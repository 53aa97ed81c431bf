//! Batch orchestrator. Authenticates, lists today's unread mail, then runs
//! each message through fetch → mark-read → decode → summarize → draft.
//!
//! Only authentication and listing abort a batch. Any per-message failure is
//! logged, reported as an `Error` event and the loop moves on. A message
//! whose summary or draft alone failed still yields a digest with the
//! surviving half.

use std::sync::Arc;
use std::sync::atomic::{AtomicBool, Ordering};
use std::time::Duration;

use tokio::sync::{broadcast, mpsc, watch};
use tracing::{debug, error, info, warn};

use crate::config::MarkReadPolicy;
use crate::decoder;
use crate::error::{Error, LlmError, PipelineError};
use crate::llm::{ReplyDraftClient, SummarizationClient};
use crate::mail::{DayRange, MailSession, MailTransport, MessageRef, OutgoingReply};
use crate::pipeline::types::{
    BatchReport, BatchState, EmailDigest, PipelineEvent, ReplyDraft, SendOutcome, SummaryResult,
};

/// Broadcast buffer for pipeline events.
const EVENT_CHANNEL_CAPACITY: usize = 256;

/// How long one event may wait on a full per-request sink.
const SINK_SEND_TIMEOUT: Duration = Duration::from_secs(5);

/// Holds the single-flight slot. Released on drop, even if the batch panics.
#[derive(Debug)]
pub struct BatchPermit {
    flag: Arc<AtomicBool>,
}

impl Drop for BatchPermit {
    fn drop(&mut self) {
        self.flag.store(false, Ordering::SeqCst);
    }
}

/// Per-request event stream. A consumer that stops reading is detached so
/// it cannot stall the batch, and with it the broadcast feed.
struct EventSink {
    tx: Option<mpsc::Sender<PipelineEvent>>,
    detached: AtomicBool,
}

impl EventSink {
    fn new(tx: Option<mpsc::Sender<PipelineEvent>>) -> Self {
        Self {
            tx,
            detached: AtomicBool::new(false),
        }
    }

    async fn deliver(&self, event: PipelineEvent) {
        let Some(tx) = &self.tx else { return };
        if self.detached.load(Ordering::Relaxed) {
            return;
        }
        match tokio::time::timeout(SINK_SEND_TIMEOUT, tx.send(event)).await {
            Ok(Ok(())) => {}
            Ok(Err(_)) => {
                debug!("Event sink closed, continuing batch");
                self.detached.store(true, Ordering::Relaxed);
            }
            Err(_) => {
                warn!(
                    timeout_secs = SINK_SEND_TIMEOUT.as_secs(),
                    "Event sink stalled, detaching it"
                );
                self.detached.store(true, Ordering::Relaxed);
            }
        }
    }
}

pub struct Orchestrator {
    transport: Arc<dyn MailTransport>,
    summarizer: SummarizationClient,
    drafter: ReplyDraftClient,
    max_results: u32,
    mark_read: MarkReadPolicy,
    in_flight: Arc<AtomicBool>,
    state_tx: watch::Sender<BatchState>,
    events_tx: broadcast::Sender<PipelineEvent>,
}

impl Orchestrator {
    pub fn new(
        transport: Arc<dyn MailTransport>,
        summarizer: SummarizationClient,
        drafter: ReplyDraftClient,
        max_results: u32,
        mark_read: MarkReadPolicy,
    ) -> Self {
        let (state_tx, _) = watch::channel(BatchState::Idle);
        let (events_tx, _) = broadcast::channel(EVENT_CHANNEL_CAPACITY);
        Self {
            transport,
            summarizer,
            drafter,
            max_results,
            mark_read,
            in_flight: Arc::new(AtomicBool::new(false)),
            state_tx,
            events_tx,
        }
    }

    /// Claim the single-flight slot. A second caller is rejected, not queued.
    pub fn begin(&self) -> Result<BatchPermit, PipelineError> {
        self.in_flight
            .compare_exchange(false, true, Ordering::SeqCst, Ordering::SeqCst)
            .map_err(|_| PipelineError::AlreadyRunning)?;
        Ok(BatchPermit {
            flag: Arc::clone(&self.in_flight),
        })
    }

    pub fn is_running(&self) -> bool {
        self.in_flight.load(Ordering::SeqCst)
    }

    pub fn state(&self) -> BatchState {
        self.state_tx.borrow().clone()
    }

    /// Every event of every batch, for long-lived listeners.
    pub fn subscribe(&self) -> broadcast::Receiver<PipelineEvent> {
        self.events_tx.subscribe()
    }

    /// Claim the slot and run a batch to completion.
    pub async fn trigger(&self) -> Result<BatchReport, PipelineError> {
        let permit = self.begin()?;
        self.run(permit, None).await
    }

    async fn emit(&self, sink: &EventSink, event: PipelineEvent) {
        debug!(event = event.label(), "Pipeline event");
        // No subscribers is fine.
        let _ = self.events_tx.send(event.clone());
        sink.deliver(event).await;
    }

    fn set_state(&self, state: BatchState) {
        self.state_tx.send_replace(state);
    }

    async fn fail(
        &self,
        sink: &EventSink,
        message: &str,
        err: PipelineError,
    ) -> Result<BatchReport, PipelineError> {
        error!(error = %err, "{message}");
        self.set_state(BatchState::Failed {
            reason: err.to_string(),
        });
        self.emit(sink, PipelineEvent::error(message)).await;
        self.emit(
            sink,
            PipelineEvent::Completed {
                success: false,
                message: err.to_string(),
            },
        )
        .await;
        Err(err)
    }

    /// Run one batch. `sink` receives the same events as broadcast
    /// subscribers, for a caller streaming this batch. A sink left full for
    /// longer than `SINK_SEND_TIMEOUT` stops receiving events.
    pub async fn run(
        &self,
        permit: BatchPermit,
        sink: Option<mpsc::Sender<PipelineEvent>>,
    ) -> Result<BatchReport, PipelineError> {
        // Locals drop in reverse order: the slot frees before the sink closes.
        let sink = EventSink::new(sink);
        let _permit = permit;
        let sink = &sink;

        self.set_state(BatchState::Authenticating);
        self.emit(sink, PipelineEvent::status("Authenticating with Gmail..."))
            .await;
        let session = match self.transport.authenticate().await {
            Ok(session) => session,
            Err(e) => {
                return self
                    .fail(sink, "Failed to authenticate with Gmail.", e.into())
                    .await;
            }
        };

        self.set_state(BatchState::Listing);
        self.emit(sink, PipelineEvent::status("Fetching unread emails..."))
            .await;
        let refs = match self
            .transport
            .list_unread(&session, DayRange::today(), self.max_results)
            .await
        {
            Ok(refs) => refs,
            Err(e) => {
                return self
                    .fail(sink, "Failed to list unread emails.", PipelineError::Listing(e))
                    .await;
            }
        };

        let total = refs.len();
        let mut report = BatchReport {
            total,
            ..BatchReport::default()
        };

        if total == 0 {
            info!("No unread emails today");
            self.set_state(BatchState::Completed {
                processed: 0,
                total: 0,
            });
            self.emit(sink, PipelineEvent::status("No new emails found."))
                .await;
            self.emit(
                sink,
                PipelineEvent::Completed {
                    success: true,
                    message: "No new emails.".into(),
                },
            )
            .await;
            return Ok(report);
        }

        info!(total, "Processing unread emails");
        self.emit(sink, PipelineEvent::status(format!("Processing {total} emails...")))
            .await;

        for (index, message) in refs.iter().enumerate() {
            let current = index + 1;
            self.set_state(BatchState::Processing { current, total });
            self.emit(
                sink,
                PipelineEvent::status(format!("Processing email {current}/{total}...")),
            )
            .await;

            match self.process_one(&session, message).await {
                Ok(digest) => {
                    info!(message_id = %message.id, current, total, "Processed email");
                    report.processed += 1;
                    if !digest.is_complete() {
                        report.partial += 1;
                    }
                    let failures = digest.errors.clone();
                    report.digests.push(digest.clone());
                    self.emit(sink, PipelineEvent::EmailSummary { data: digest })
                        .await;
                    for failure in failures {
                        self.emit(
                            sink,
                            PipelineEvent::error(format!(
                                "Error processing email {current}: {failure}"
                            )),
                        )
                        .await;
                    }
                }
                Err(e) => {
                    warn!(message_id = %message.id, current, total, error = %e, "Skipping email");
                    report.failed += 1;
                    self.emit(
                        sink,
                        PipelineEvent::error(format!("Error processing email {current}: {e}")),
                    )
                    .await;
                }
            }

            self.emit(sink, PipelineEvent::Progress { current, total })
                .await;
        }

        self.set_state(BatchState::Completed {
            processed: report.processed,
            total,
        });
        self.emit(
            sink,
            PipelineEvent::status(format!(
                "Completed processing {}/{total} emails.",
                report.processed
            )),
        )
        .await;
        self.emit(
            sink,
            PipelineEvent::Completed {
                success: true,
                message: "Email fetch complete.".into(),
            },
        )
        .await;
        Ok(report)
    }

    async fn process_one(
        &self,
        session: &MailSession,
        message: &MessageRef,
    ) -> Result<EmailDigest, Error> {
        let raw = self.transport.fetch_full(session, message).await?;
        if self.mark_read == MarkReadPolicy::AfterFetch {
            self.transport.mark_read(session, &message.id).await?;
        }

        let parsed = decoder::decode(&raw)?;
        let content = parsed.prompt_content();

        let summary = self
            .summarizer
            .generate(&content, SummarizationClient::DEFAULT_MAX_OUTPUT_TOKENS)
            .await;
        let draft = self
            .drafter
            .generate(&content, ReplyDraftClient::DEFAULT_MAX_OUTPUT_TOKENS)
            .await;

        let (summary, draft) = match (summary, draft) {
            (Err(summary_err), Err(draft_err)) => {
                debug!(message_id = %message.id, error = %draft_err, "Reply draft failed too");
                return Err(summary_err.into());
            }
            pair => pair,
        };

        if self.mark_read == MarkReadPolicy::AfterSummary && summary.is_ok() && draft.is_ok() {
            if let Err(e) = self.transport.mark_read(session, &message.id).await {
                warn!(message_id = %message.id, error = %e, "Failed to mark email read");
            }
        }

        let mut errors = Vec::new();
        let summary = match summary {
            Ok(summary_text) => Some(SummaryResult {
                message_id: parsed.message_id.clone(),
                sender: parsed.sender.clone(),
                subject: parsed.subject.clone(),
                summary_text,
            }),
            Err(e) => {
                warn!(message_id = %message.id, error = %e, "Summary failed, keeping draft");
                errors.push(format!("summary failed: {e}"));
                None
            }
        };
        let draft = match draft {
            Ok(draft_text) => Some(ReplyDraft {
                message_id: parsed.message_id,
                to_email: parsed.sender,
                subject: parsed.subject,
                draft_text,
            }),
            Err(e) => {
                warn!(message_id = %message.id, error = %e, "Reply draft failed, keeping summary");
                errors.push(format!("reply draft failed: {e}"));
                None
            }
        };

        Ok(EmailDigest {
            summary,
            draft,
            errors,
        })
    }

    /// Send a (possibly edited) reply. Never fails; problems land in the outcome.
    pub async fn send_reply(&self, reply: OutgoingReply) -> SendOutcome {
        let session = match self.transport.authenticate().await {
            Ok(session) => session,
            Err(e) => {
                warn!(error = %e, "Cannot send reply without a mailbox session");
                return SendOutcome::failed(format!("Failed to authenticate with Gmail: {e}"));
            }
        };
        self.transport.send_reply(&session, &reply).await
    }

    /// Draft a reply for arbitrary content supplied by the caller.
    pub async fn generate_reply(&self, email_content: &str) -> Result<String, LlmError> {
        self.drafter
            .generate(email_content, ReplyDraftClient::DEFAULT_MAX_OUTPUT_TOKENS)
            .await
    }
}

----------------

What to work on:
From the listing above, copy every line that includes the word "begin".

The completed task:
    pub fn begin(&self) -> Result<BatchPermit, PipelineError> {
        let permit = self.begin()?;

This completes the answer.